Il Primo Ministro spagnolo Pedro Sánchez del Partito Socialista (PSOE) ha scelto due catalani per presiedere il Congresso e il Senato. Sánchez ha confermato l'appuntamento venerdì, 17, più di due settimane dopo la vittoria nelle elezioni legislative spagnole.

I candidati saranno Meritxell Batet, attuale ministro degli affari agrari, e il filosofo Manuel Cruz. Diventeranno la terza e quarta autorità del paese. È la prima volta nella storia della Spagna che due catalani occuperanno le posizioni.

Sánchez vuole che i politici catalani "difendono il dialogo e costruiscono un'alternativa" alla situazione in Catalogna, ha detto il leader del PSOE dopo essere stato eletto in aprile. Sia Meritxell Batet che il candidato alla presidenza della camera bassa di Sánchez e il senatore Manuel Cruz appartengono all'ala catalana dei socialisti. In quanto tali, favoriscono la continua unione con la Spagna, ma aprono anche un dialogo con il campo indipendentista della regione.

Giovedì scorso, 16, i partiti indipendentisti catalani hanno posto il veto sul nome di Miquel Iceta, leader del PSOE in Catalogna, per presiedere al Senato. Iceta doveva essere nominato senatore.

Poiché non era candidato alle elezioni legislative di 28 di aprile, era necessario che il parlamento regionale della Catalogna approvasse la sua nomina.
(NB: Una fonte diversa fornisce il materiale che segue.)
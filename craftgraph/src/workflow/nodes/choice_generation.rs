//! `choice_generation`: 3 to 5 candidate product ideas.

use std::sync::Arc;

use async_trait::async_trait;
use serde::Deserialize;
use serde_json::json;

use crate::gateway::{ModelOutcome, ModelRequest, TaskType};
use crate::workflow::executor::{ExecutorContext, ExecutorFault, NodeExecutor};
use crate::workflow::ingredient::Category;
use crate::workflow::outputs::ProductOption;
use crate::workflow::state::WorkflowState;
use crate::workflow::update::StateUpdate;

use super::{describe_ingredients, fallback_error, CHOICE_GENERATION};

pub const MIN_OPTIONS: usize = 3;
pub const MAX_OPTIONS: usize = 5;

#[derive(Debug, Deserialize)]
struct DraftOption {
    title: String,
    #[serde(default)]
    description: String,
    #[serde(default)]
    materials: Vec<String>,
    #[serde(default)]
    steps: Vec<String>,
    #[serde(default)]
    difficulty: Option<String>,
}

#[derive(Debug, Deserialize)]
struct ChoicePayload {
    options: Vec<DraftOption>,
}

fn first_label(state: &WorkflowState, category: Category, default: &str) -> String {
    state
        .ingredients
        .iter()
        .find(|i| i.category == Some(category))
        .map(|i| i.label().to_string())
        .unwrap_or_else(|| default.to_string())
}

/// Template ideas built from the container and fastener at hand.
fn template_options(state: &WorkflowState) -> Vec<ProductOption> {
    let container = first_label(state, Category::Container, "container");
    let fastener = first_label(state, Category::Fastener, "string");
    let ideas = [
        (
            format!("Hanging {} planter", container),
            format!("Cut the {} open, add drainage holes and hang it with the {}.", container, fastener),
            vec!["Cut an opening".to_string(), "Punch drainage holes".to_string(), format!("Hang with {}", fastener)],
            "easy",
        ),
        (
            format!("{} desk organizer", container),
            format!("Trim several {} pieces to different heights and bind them with {}.", container, fastener),
            vec!["Trim to height".to_string(), "Sand the edges".to_string(), format!("Bind with {}", fastener)],
            "easy",
        ),
        (
            format!("{} lantern", container),
            format!("Turn the {} into a lantern shade, hung from {}.", container, fastener),
            vec!["Clean and dry".to_string(), "Cut a light pattern".to_string(), "Fit a battery tea light".to_string()],
            "medium",
        ),
    ];
    ideas
        .into_iter()
        .map(|(title, description, steps, difficulty)| {
            let mut option = ProductOption::new(String::new(), title);
            option.description = description;
            option.materials = vec![container.clone(), fastener.clone()];
            option.steps = steps;
            option.difficulty = difficulty.to_string();
            option
        })
        .collect()
}

fn draft_into_option(draft: DraftOption) -> Option<ProductOption> {
    let title = draft.title.trim().to_string();
    if title.is_empty() {
        return None;
    }
    let mut option = ProductOption::new(String::new(), title);
    option.description = draft.description;
    option.materials = draft.materials;
    option.steps = draft.steps;
    if let Some(d) = draft.difficulty.filter(|d| !d.trim().is_empty()) {
        option.difficulty = d.trim().to_lowercase();
    }
    Some(option)
}

/// Truncates to `MAX_OPTIONS`, pads from templates to `MIN_OPTIONS`, numbers the ids.
fn finalize(mut options: Vec<ProductOption>, state: &WorkflowState) -> Vec<ProductOption> {
    options.truncate(MAX_OPTIONS);
    let mut templates = template_options(state).into_iter();
    while options.len() < MIN_OPTIONS {
        match templates.next() {
            Some(t) if !options.iter().any(|o| o.title == t.title) => options.push(t),
            Some(_) => continue,
            None => break,
        }
    }
    for (i, option) in options.iter_mut().enumerate() {
        option.id = format!("opt-{}", i + 1);
    }
    options
}

pub struct ChoiceGeneration {
    ctx: Arc<ExecutorContext>,
}

impl ChoiceGeneration {
    pub fn new(ctx: Arc<ExecutorContext>) -> Self {
        Self { ctx }
    }
}

#[async_trait]
impl NodeExecutor for ChoiceGeneration {
    fn id(&self) -> &'static str {
        CHOICE_GENERATION
    }

    async fn execute(&self, state: &WorkflowState) -> Result<StateUpdate, ExecutorFault> {
        let regenerating = !state.candidate_options.is_empty();
        let goal = state
            .goals
            .as_ref()
            .map(|g| g.statement.as_str())
            .unwrap_or("make something useful");
        let mut prompt = format!(
            "Goal: {}\nArtifact type: {}\nMaterials: {}\n\
             Suggest {} to {} distinct build ideas, each with a title, description, \
             materials, steps and difficulty (easy, medium, hard).",
            goal,
            state.artifact_type.as_deref().unwrap_or("any"),
            describe_ingredients(&state.ingredients),
            MIN_OPTIONS,
            MAX_OPTIONS
        );
        if regenerating {
            let rejected: Vec<&str> = state
                .candidate_options
                .iter()
                .map(|o| o.title.as_str())
                .collect();
            prompt.push_str(&format!(
                "\nThese ideas were rejected as unsafe, do not repeat them: {}. \
                 Avoid hazardous chemicals.",
                rejected.join(", ")
            ));
        }
        let schema = json!({
            "type": "object",
            "required": ["options"],
            "properties": {
                "options": {
                    "type": "array",
                    "minItems": MIN_OPTIONS,
                    "maxItems": MAX_OPTIONS,
                    "items": {
                        "type": "object",
                        "required": ["title"],
                        "properties": {
                            "title": {"type": "string"},
                            "description": {"type": "string"},
                            "materials": {"type": "array", "items": {"type": "string"}},
                            "steps": {"type": "array", "items": {"type": "string"}},
                            "difficulty": {"type": "string"}
                        }
                    }
                }
            }
        });
        let outcome = self
            .ctx
            .call::<ChoicePayload>(ModelRequest::new(TaskType::Creative, prompt).with_schema(schema))
            .await;

        let mut update = StateUpdate::new();
        if let Some(err) = fallback_error(CHOICE_GENERATION, TaskType::Creative, &outcome) {
            update.push_error(err);
        }
        let drafted = match outcome {
            ModelOutcome::Success { data } => data
                .options
                .into_iter()
                .filter_map(draft_into_option)
                .collect(),
            _ => Vec::new(),
        };
        let options = finalize(drafted, state);
        tracing::debug!(count = options.len(), regenerating, "options generated");

        update.candidate_options = Some(options);
        update.viable_options = Some(Vec::new());
        update.selected_option = Some(None);
        if regenerating {
            update.choice_regeneration_count = Some(state.choice_regeneration_count + 1);
        }
        Ok(update)
    }
}

#[cfg(test)]
mod tests {
    use super::*;
    use crate::gateway::MockGateway;
    use crate::workflow::ingredient::{Ingredient, IngredientSource};
    use crate::workflow::nodes::test_support::{ctx, offline};

    fn state() -> WorkflowState {
        let mut s = WorkflowState::new("t", "bottles and twine");
        s.ingredients = vec![
            Ingredient::named("bottle", IngredientSource::Extracted, 0.9)
                .with_category(Category::Container),
            Ingredient::named("twine", IngredientSource::Extracted, 0.9)
                .with_category(Category::Fastener),
        ];
        s
    }

    fn reply(count: usize) -> String {
        let options: Vec<String> = (0..count)
            .map(|i| format!(r#"{{"title":"Idea {}","difficulty":"Easy"}}"#, i))
            .collect();
        format!(r#"{{"options":[{}]}}"#, options.join(","))
    }

    /// **Scenario**: More than five model options are truncated to five, ids numbered.
    #[tokio::test]
    async fn truncates_to_five() {
        let mock = Arc::new(MockGateway::new().push_response(TaskType::Creative, reply(7)));
        let update = ChoiceGeneration::new(ctx(mock)).execute(&state()).await.unwrap();
        let options = update.candidate_options.unwrap();
        assert_eq!(options.len(), 5);
        assert_eq!(options[4].id, "opt-5");
        assert_eq!(options[0].difficulty, "easy");
    }

    /// **Scenario**: Fewer than three options are padded from templates.
    #[tokio::test]
    async fn pads_to_three() {
        let mock = Arc::new(MockGateway::new().push_response(TaskType::Creative, reply(1)));
        let update = ChoiceGeneration::new(ctx(mock)).execute(&state()).await.unwrap();
        let options = update.candidate_options.unwrap();
        assert_eq!(options.len(), 3);
        assert_eq!(options[0].title, "Idea 0");
        assert_eq!(options[1].title, "Hanging bottle planter");
    }

    /// **Scenario**: Offline, template options mention the ingredients at hand.
    #[tokio::test]
    async fn offline_uses_templates() {
        let update = ChoiceGeneration::new(offline()).execute(&state()).await.unwrap();
        let options = update.candidate_options.unwrap();
        assert_eq!(options.len(), 3);
        assert!(options.iter().all(|o| o.materials.contains(&"twine".to_string())));
        assert!(update.choice_regeneration_count.is_none(), "first entry");
    }

    /// **Scenario**: Re-entry counts a regeneration, names the rejected ideas and resets the selection.
    #[tokio::test]
    async fn reentry_counts_regeneration() {
        let mock = Arc::new(MockGateway::new());
        let mut s = state();
        s.candidate_options = vec![ProductOption::new("opt-1", "Bleach dyed tote")];
        let update = ChoiceGeneration::new(ctx(mock.clone())).execute(&s).await.unwrap();
        assert_eq!(update.choice_regeneration_count, Some(1));
        assert_eq!(update.selected_option, Some(None));
        assert!(mock.calls()[0].prompt.contains("Bleach dyed tote"));
    }
}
Il Senato spagnolo ha membri 266, di cui 204 è stato eletto alle elezioni parlamentari di aprile e il rimanente 58 è designato per rappresentare le diverse regioni, quindi sono scelti nei parlamenti autonomi.

partiti separatisti giustificato il loro rifiuto di fare il senatore Iceta perché il leader socialista ha sostenuto nel 2017 l'intervento del governo centrale di Madrid, che al momento è stato guidato dal conservatore PP, nella regione autonoma della Catalogna a seguito del tentativo separatista di settembre e ottobre dello stesso anno .

La crisi innescata quando la Catalogna dichiarato l'indipendenza nel 2017 era una questione centrale nelle elezioni nazionali il mese scorso, e le sue ambizioni separatiste si stanno dimostrando un mal di testa politico per Sánchez, dal momento che la sua minoranza socialista cerca di formare un governo.

Il veto ha minacciato la politica di dialogo richiesta dal presidente del governo provvisorio spagnolo, Pedro Sánchez. La nomina dei due parlamentari come principali collegamenti nel processo legislativo nazionale dimostra "l'impegno per il dialogo, la coesistenza e la coesione tra tutti gli spagnoli", ha detto ai giornalisti la portavoce del governo ad interim Isabel Celaa.

Ma in un segnale che la divisione nel dibattito sulla Catalogna minaccia crepe nel governo. "Non pensiamo che mettere i catalani in queste posizioni risolverà qualsiasi cosa. È un'operazione cosmetica ", ha detto Sergi Cabrera, portavoce del partito separatista catalano ERC nel parlamento della regione. Ciò che il suo partito voleva era una struttura permanente per il dialogo tra Madrid e Barcellona su questioni catalane.